Thesis title: Study of the functional-local structure relationship of some disordered systems
Disordered systems are encountered in numerous areas of research and have diverse applications in various fields. For instance, disordered materials are widely used in electronic devices, catalysis, and energy conversion, and understanding their structure and behavior is of utmost importance for improving their performance. In condensed matter physics, disordered systems are prevalent, and their properties are essential in understanding the behavior of materials such as amorphous solids and glasses. Disordered systems are also encountered in biological systems such as protein folding, where the local structure is crucial in determining the protein’s function. Disordered systems can exhibit intriguing properties such as localization, where a particle’s motion is constrained to a small region, leading to unusual diffusion behavior. The structural disorder can also lead to the emergence of non-equilibrium phenomena such as glassy dynamics, where the material appears to be stuck in a frozen state. Understanding the local structure of disordered systems is key to explaining their properties and behavior. Local structural motifs and correlations can provide insights into the system’s overall behavior and help establish predictive models. Tailoring the local structure of disordered systems can allow for the creation of materials with specific functionalities such as controlling electronic conductivity, catalytic activity, and thermal insulation. X-ray absorption spectroscopy (XAS) is a powerful technique for probing the local structure and electronic properties of materials, particularly at the atomic level. In this context, we have carried out XAS measurements on BiS2-based systems, high-entropy alloys (HEAs) and highly disordered systems such as TMs oxides and nanoparticles to investigate their local structure and electronic properties.

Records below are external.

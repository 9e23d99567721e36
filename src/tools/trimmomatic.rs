use super::runner::{run_logged, CommandLog};
use super::traits::{PairedTrimOutputs, Trimmer};
use super::{Tool, Toolchain};
use crate::core::config::TrimmingConfig;
use crate::{RegionplexError, Result};
use std::ffi::OsString;
use std::path::{Path, PathBuf};
use std::process::Command;
use std::sync::Arc;

/// Adapter trimming with Trimmomatic, run through `java -jar`.
pub struct Trimmomatic {
    java: PathBuf,
    jar: PathBuf,
    single_end_steps: Option<Vec<String>>,
    paired_end_steps: Option<Vec<String>>,
    log: Arc<CommandLog>,
}

impl Trimmomatic {
    pub fn new(toolchain: &Toolchain, config: &TrimmingConfig, log: Arc<CommandLog>) -> Result<Self> {
        let jar = config.jar.clone().ok_or_else(|| RegionplexError::MissingDependency {
            tool: "trimmomatic".to_string(),
            hint: "Set [trimming] jar to the Trimmomatic jar file.".to_string(),
        })?;
        if !jar.is_file() {
            return Err(RegionplexError::MissingDependency {
                tool: "trimmomatic".to_string(),
                hint: format!("Trimmomatic jar not found at {}.", jar.display()),
            });
        }

        Ok(Self {
            java: toolchain.path(Tool::Java)?.to_path_buf(),
            jar,
            // a missing adapter file only matters for the read layout in use
            single_end_steps: config.resolved_steps(false).ok(),
            paired_end_steps: config.resolved_steps(true).ok(),
            log,
        })
    }

    fn steps(&self, paired: bool) -> Result<&[String]> {
        let steps = if paired {
            self.paired_end_steps.as_deref()
        } else {
            self.single_end_steps.as_deref()
        };
        steps.ok_or_else(|| {
            RegionplexError::Configuration(format!(
                "no {} adapter file configured for trimming",
                if paired { "paired-end" } else { "single-end" }
            ))
        })
    }

    fn command(&self, mode: &str, files: Vec<OsString>, steps: &[String]) -> Command {
        let mut cmd = Command::new(&self.java);
        cmd.arg("-jar")
            .arg(&self.jar)
            .arg(mode)
            .arg("-phred33")
            .args(files)
            .args(steps);
        cmd
    }

    fn run(&self, mut cmd: Command) -> Result<()> {
        run_logged("trimmomatic", &mut cmd, &self.log)
            .map_err(|e| RegionplexError::Preprocessing(e.to_string()))?;
        Ok(())
    }
}

impl Trimmer for Trimmomatic {
    fn name(&self) -> &str {
        "trimmomatic"
    }

    fn trim_single(&self, input: &Path, output: &Path) -> Result<()> {
        let files = vec![input.into(), output.into()];
        let cmd = self.command("SE", files, self.steps(false)?);
        self.run(cmd)
    }

    fn trim_paired(&self, r1: &Path, r2: &Path, outputs: &PairedTrimOutputs) -> Result<()> {
        let files = vec![
            r1.into(),
            r2.into(),
            outputs.r1.as_os_str().to_owned(),
            outputs.r1_unpaired.as_os_str().to_owned(),
            outputs.r2.as_os_str().to_owned(),
            outputs.r2_unpaired.as_os_str().to_owned(),
        ];
        let cmd = self.command("PE", files, self.steps(true)?);
        self.run(cmd)
    }
}

#[cfg(test)]
mod tests {
    use super::*;
    use crate::tools::runner::describe;
    use std::collections::HashMap;
    use tempfile::TempDir;

    fn trimmer(dir: &TempDir) -> Trimmomatic {
        let jar = dir.path().join("trimmomatic-0.33.jar");
        std::fs::write(&jar, "").unwrap();
        let config = TrimmingConfig {
            enabled: true,
            jar: Some(jar),
            single_end_adapters: Some(PathBuf::from("TruSeq3-SE.fa")),
            ..Default::default()
        };
        let toolchain =
            Toolchain::with_paths(HashMap::from([(Tool::Java, PathBuf::from("/usr/bin/java"))]));
        Trimmomatic::new(&toolchain, &config, Arc::new(CommandLog::disabled())).unwrap()
    }

    #[test]
    fn test_single_end_command() {
        let dir = TempDir::new().unwrap();
        let trimmer = trimmer(&dir);
        let cmd = trimmer.command(
            "SE",
            vec!["in.fq".into(), "out.fq.gz".into()],
            trimmer.steps(false).unwrap(),
        );
        let line = describe(&cmd);
        assert!(line.starts_with("/usr/bin/java -jar "));
        assert!(line.ends_with(
            "SE -phred33 in.fq out.fq.gz ILLUMINACLIP:TruSeq3-SE.fa:0:90:10:0:true MINLEN:40"
        ));
    }

    #[test]
    fn test_paired_end_without_adapters_is_configuration_error() {
        let dir = TempDir::new().unwrap();
        let trimmer = trimmer(&dir);
        let outputs = PairedTrimOutputs::in_dir(dir.path());
        let err = trimmer
            .trim_paired(Path::new("r1.fq"), Path::new("r2.fq"), &outputs)
            .unwrap_err();
        assert!(matches!(err, RegionplexError::Configuration(_)));
    }

    #[test]
    fn test_missing_jar_is_missing_dependency() {
        let toolchain = Toolchain::default();
        let config = TrimmingConfig {
            enabled: true,
            ..Default::default()
        };
        let err = Trimmomatic::new(&toolchain, &config, Arc::new(CommandLog::disabled()))
            .err()
            .unwrap();
        assert!(matches!(err, RegionplexError::MissingDependency { .. }));
    }
}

In summary, we have found that the functional properties in BiS2-materials are driven by both the Bi-S axial bond distance and the in-plane BiS2 distortion acting on the charge transfer mechanism and the charge mobility, respectively. The high susceptibility of the local structure to external stimuli such as doping, chemical pressure and temperature makes these materials of particular interest for tailoring the local structure for the desired properties. The local structure also affects the metal-insulator transition in the TMO Ba3Nb5-xTixO15 driven by the local octahedral distortion and configuration disorder rather than temperature. Further studies on thermal conductivity and Seebeck coefficient could optimize the thermoelectric properties of these materials by manipulating local disorder through substitution. Then, we have found that the Zr-Zr network in the TrZr2 become more rigid increasing the configurational entropy suggesting the presence of nanoscale texturing and possible local order like granular materials.